• **Data**

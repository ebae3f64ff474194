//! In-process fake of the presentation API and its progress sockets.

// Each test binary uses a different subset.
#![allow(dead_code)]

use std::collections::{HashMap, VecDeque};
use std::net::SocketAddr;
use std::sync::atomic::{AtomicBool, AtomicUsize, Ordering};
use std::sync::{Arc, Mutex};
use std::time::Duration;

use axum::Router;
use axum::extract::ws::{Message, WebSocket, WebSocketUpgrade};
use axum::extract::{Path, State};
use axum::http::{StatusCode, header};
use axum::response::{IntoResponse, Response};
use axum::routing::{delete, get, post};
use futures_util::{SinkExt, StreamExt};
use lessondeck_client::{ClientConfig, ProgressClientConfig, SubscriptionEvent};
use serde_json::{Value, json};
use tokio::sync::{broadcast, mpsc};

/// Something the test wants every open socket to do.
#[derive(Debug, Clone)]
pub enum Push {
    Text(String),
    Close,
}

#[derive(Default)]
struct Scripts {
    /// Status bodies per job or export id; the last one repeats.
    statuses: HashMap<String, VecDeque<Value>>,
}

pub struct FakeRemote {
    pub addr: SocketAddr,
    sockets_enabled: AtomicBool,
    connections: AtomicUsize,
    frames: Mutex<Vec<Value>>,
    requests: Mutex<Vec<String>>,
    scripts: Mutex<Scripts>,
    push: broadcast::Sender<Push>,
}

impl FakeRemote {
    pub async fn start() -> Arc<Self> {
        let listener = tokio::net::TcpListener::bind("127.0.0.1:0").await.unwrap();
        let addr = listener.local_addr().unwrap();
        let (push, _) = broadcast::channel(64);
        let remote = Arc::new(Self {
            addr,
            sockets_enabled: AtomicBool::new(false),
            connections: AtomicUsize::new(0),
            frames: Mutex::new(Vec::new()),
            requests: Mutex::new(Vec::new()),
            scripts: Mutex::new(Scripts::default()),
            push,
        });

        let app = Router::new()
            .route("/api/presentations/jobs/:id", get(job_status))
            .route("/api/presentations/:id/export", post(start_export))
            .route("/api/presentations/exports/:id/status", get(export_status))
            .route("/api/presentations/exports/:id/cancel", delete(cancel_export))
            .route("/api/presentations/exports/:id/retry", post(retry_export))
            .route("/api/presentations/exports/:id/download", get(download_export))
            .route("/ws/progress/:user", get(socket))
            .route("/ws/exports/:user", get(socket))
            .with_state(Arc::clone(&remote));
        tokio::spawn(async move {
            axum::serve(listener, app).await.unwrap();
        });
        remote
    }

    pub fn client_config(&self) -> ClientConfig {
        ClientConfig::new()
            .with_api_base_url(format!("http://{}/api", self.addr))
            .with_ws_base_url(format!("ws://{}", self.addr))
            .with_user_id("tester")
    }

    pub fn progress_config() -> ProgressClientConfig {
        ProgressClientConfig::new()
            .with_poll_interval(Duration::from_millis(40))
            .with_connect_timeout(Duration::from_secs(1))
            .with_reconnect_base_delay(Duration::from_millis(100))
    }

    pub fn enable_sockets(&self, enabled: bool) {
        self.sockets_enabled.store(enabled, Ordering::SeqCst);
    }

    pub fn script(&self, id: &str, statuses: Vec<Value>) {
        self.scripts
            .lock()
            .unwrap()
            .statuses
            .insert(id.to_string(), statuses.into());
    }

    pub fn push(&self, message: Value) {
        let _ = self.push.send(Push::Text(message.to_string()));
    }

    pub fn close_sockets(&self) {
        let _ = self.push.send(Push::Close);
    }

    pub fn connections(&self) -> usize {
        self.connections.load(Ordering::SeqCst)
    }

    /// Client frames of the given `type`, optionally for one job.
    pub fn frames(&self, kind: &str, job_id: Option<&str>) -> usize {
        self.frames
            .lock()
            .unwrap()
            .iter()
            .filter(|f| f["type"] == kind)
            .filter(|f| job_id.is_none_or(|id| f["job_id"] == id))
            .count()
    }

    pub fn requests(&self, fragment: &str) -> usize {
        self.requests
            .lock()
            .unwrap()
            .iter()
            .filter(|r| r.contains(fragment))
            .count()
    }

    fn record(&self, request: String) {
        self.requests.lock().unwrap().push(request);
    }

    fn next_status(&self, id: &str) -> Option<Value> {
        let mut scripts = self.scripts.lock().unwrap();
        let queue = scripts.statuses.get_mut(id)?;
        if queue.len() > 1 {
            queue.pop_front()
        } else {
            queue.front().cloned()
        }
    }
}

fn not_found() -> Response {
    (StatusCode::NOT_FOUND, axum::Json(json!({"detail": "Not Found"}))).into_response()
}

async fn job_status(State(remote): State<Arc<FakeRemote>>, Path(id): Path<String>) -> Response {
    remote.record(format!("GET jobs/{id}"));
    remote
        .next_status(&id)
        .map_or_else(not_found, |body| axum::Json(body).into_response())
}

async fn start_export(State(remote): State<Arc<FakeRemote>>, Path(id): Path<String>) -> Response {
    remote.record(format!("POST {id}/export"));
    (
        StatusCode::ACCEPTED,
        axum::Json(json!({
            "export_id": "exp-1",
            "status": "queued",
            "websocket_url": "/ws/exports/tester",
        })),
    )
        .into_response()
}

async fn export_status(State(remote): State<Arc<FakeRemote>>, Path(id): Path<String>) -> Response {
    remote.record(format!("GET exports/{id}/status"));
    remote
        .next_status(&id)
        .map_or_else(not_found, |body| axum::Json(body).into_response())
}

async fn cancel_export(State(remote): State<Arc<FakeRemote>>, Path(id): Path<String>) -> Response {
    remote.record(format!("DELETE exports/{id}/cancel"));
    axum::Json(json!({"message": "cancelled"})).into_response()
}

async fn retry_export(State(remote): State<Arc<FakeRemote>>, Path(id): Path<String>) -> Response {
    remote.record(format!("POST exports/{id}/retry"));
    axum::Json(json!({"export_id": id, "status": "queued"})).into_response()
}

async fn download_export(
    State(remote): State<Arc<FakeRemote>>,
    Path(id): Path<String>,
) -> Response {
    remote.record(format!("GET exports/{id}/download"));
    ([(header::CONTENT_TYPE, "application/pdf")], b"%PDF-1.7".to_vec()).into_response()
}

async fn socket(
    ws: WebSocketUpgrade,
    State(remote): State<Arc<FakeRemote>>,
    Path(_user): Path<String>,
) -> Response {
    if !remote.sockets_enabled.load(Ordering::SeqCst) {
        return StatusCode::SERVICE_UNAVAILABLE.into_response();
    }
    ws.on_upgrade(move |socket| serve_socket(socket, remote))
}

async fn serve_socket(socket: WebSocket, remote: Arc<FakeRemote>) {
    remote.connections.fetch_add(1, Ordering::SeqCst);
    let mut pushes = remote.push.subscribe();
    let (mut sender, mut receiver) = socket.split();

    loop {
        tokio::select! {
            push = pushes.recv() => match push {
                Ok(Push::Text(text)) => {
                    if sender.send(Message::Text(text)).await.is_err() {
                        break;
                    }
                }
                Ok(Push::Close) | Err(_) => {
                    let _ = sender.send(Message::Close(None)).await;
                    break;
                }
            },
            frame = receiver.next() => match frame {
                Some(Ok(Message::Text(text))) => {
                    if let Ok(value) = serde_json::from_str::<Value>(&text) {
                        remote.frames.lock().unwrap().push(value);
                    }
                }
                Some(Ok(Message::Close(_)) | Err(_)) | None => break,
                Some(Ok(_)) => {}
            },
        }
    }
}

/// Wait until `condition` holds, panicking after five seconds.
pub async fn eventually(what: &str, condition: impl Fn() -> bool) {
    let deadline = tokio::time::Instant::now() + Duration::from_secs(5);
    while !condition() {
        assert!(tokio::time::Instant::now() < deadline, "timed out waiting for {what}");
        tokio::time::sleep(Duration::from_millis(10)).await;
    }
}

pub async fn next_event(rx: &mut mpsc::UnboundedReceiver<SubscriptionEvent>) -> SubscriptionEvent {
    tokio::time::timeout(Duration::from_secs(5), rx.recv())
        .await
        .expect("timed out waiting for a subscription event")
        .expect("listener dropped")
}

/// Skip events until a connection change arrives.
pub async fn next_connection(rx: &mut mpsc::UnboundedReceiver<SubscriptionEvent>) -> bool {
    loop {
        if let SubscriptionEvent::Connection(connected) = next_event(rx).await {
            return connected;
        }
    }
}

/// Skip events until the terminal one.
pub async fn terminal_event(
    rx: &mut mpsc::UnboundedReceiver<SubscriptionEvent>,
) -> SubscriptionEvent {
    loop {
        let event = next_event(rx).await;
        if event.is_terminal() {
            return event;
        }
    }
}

• **Problem requirements**
From the data above, show each line that contains "Mutex".

• **Exercise solution**
use std::sync::{Arc, Mutex};
    frames: Mutex<Vec<Value>>,
    requests: Mutex<Vec<String>>,
    scripts: Mutex<Scripts>,
            frames: Mutex::new(Vec::new()),
            requests: Mutex::new(Vec::new()),
            scripts: Mutex::new(Scripts::default()),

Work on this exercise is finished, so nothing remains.